Work order:
Set down all of the data exactly as it appears.
==== Data for this task ====
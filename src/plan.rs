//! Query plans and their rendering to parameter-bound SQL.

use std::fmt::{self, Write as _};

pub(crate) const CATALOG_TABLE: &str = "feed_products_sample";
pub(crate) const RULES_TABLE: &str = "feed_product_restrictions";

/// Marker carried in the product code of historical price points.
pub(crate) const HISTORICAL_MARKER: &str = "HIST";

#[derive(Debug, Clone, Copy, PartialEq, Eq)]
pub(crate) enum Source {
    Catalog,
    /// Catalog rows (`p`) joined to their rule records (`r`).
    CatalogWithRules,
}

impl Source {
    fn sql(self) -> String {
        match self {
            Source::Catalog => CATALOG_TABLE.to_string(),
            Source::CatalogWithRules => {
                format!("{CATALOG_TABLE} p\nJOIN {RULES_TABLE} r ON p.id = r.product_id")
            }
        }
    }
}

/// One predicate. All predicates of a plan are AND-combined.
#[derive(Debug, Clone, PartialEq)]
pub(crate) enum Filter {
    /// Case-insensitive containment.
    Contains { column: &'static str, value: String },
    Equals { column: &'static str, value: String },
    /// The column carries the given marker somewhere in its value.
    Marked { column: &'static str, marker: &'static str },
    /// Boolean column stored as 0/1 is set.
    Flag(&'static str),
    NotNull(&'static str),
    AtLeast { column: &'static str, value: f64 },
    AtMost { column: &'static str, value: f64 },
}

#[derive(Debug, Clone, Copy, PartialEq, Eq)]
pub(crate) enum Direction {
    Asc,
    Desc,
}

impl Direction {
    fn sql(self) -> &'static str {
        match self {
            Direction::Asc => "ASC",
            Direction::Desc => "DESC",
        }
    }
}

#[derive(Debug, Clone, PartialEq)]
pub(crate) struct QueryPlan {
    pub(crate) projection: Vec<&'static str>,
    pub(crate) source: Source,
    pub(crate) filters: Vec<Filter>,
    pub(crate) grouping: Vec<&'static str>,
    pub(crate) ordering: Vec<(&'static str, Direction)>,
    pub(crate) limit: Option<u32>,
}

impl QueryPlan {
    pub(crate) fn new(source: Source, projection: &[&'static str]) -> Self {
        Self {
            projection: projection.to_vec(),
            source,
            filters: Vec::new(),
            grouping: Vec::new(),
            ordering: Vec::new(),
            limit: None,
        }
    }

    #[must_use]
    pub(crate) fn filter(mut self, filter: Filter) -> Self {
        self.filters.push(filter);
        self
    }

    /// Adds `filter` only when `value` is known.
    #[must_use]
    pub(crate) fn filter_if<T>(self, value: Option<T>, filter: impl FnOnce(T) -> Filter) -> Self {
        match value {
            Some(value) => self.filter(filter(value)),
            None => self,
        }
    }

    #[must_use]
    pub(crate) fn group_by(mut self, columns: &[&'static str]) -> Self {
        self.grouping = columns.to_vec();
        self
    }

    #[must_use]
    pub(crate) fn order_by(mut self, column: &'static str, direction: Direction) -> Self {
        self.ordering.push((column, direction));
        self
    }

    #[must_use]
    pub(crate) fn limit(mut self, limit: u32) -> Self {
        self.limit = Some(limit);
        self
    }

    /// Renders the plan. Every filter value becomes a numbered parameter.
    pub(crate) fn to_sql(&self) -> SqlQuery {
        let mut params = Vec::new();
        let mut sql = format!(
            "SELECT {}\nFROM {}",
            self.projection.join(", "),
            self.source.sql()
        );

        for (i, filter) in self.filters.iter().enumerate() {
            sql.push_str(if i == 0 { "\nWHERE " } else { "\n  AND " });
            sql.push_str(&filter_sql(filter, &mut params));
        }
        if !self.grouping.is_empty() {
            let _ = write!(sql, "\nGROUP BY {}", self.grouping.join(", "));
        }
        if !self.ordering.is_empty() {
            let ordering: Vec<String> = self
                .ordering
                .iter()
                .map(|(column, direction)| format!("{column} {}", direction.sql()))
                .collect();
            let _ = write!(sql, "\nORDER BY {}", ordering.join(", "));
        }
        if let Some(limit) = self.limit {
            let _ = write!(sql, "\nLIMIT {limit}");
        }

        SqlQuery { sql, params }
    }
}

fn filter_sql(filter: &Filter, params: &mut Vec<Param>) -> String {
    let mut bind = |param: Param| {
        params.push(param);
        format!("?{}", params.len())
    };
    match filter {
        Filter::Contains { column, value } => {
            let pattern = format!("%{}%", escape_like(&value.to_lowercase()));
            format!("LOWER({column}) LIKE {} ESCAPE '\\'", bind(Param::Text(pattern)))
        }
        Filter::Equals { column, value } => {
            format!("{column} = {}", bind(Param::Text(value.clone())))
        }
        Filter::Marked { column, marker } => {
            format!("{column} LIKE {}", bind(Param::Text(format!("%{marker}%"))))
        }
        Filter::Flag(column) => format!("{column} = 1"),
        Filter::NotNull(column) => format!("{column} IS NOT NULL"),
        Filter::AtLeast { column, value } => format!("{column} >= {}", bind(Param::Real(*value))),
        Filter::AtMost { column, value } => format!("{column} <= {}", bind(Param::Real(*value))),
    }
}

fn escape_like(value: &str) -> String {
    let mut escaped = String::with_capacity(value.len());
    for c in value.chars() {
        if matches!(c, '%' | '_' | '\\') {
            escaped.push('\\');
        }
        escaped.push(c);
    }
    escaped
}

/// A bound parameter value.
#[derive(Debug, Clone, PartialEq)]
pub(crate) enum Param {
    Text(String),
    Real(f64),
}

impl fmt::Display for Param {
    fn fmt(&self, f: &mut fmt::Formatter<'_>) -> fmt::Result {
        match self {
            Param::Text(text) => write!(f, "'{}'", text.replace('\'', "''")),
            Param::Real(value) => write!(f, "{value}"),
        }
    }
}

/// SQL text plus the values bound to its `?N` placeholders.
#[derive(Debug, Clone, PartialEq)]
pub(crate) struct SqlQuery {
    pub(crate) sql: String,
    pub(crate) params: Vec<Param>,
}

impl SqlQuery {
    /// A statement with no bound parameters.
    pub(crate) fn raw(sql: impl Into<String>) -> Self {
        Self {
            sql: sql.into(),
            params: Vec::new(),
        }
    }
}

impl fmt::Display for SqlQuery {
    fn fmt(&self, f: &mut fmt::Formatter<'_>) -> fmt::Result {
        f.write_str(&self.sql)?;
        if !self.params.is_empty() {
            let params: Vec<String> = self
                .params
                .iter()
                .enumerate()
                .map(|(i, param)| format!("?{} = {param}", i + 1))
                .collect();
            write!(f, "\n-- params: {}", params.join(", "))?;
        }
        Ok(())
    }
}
====
Exercise answer:
filename src/plan.rs
//! Query plans and their rendering to parameter-bound SQL.

use std::fmt::{self, Write as _};

pub(crate) const CATALOG_TABLE: &str = "feed_products_sample";
pub(crate) const RULES_TABLE: &str = "feed_product_restrictions";

/// Marker carried in the product code of historical price points.
pub(crate) const HISTORICAL_MARKER: &str = "HIST";

#[derive(Debug, Clone, Copy, PartialEq, Eq)]
pub(crate) enum Source {
    Catalog,
    /// Catalog rows (`p`) joined to their rule records (`r`).
    CatalogWithRules,
}

impl Source {
    fn sql(self) -> String {
        match self {
            Source::Catalog => CATALOG_TABLE.to_string(),
            Source::CatalogWithRules => {
                format!("{CATALOG_TABLE} p\nJOIN {RULES_TABLE} r ON p.id = r.product_id")
            }
        }
    }
}

/// One predicate. All predicates of a plan are AND-combined.
#[derive(Debug, Clone, PartialEq)]
pub(crate) enum Filter {
    /// Case-insensitive containment.
    Contains { column: &'static str, value: String },
    Equals { column: &'static str, value: String },
    /// The column carries the given marker somewhere in its value.
    Marked { column: &'static str, marker: &'static str },
    /// Boolean column stored as 0/1 is set.
    Flag(&'static str),
    NotNull(&'static str),
    AtLeast { column: &'static str, value: f64 },
    AtMost { column: &'static str, value: f64 },
}

#[derive(Debug, Clone, Copy, PartialEq, Eq)]
pub(crate) enum Direction {
    Asc,
    Desc,
}

impl Direction {
    fn sql(self) -> &'static str {
        match self {
            Direction::Asc => "ASC",
            Direction::Desc => "DESC",
        }
    }
}

#[derive(Debug, Clone, PartialEq)]
pub(crate) struct QueryPlan {
    pub(crate) projection: Vec<&'static str>,
    pub(crate) source: Source,
    pub(crate) filters: Vec<Filter>,
    pub(crate) grouping: Vec<&'static str>,
    pub(crate) ordering: Vec<(&'static str, Direction)>,
    pub(crate) limit: Option<u32>,
}

impl QueryPlan {
    pub(crate) fn new(source: Source, projection: &[&'static str]) -> Self {
        Self {
            projection: projection.to_vec(),
            source,
            filters: Vec::new(),
            grouping: Vec::new(),
            ordering: Vec::new(),
            limit: None,
        }
    }

    #[must_use]
    pub(crate) fn filter(mut self, filter: Filter) -> Self {
        self.filters.push(filter);
        self
    }

    /// Adds `filter` only when `value` is known.
    #[must_use]
    pub(crate) fn filter_if<T>(self, value: Option<T>, filter: impl FnOnce(T) -> Filter) -> Self {
        match value {
            Some(value) => self.filter(filter(value)),
            None => self,
        }
    }

    #[must_use]
    pub(crate) fn group_by(mut self, columns: &[&'static str]) -> Self {
        self.grouping = columns.to_vec();
        self
    }

    #[must_use]
    pub(crate) fn order_by(mut self, column: &'static str, direction: Direction) -> Self {
        self.ordering.push((column, direction));
        self
    }

    #[must_use]
    pub(crate) fn limit(mut self, limit: u32) -> Self {
        self.limit = Some(limit);
        self
    }

    /// Renders the plan. Every filter value becomes a numbered parameter.
    pub(crate) fn to_sql(&self) -> SqlQuery {
        let mut params = Vec::new();
        let mut sql = format!(
            "SELECT {}\nFROM {}",
            self.projection.join(", "),
            self.source.sql()
        );

        for (i, filter) in self.filters.iter().enumerate() {
            sql.push_str(if i == 0 { "\nWHERE " } else { "\n  AND " });
            sql.push_str(&filter_sql(filter, &mut params));
        }
        if !self.grouping.is_empty() {
            let _ = write!(sql, "\nGROUP BY {}", self.grouping.join(", "));
        }
        if !self.ordering.is_empty() {
            let ordering: Vec<String> = self
                .ordering
                .iter()
                .map(|(column, direction)| format!("{column} {}", direction.sql()))
                .collect();
            let _ = write!(sql, "\nORDER BY {}", ordering.join(", "));
        }
        if let Some(limit) = self.limit {
            let _ = write!(sql, "\nLIMIT {limit}");
        }

        SqlQuery { sql, params }
    }
}

fn filter_sql(filter: &Filter, params: &mut Vec<Param>) -> String {
    let mut bind = |param: Param| {
        params.push(param);
        format!("?{}", params.len())
    };
    match filter {
        Filter::Contains { column, value } => {
            let pattern = format!("%{}%", escape_like(&value.to_lowercase()));
            format!("LOWER({column}) LIKE {} ESCAPE '\\'", bind(Param::Text(pattern)))
        }
        Filter::Equals { column, value } => {
            format!("{column} = {}", bind(Param::Text(value.clone())))
        }
        Filter::Marked { column, marker } => {
            format!("{column} LIKE {}", bind(Param::Text(format!("%{marker}%"))))
        }
        Filter::Flag(column) => format!("{column} = 1"),
        Filter::NotNull(column) => format!("{column} IS NOT NULL"),
        Filter::AtLeast { column, value } => format!("{column} >= {}", bind(Param::Real(*value))),
        Filter::AtMost { column, value } => format!("{column} <= {}", bind(Param::Real(*value))),
    }
}

fn escape_like(value: &str) -> String {
    let mut escaped = String::with_capacity(value.len());
    for c in value.chars() {
        if matches!(c, '%' | '_' | '\\') {
            escaped.push('\\');
        }
        escaped.push(c);
    }
    escaped
}

/// A bound parameter value.
#[derive(Debug, Clone, PartialEq)]
pub(crate) enum Param {
    Text(String),
    Real(f64),
}

impl fmt::Display for Param {
    fn fmt(&self, f: &mut fmt::Formatter<'_>) -> fmt::Result {
        match self {
            Param::Text(text) => write!(f, "'{}'", text.replace('\'', "''")),
            Param::Real(value) => write!(f, "{value}"),
        }
    }
}

/// SQL text plus the values bound to its `?N` placeholders.
#[derive(Debug, Clone, PartialEq)]
pub(crate) struct SqlQuery {
    pub(crate) sql: String,
    pub(crate) params: Vec<Param>,
}

impl SqlQuery {
    /// A statement with no bound parameters.
    pub(crate) fn raw(sql: impl Into<String>) -> Self {
        Self {
            sql: sql.into(),
            params: Vec::new(),
        }
    }
}

impl fmt::Display for SqlQuery {
    fn fmt(&self, f: &mut fmt::Formatter<'_>) -> fmt::Result {
        f.write_str(&self.sql)?;
        if !self.params.is_empty() {
            let params: Vec<String> = self
                .params
                .iter()
                .enumerate()
                .map(|(i, param)| format!("?{} = {param}", i + 1))
                .collect();
            write!(f, "\n-- params: {}", params.join(", "))?;
        }
        Ok(())
    }
}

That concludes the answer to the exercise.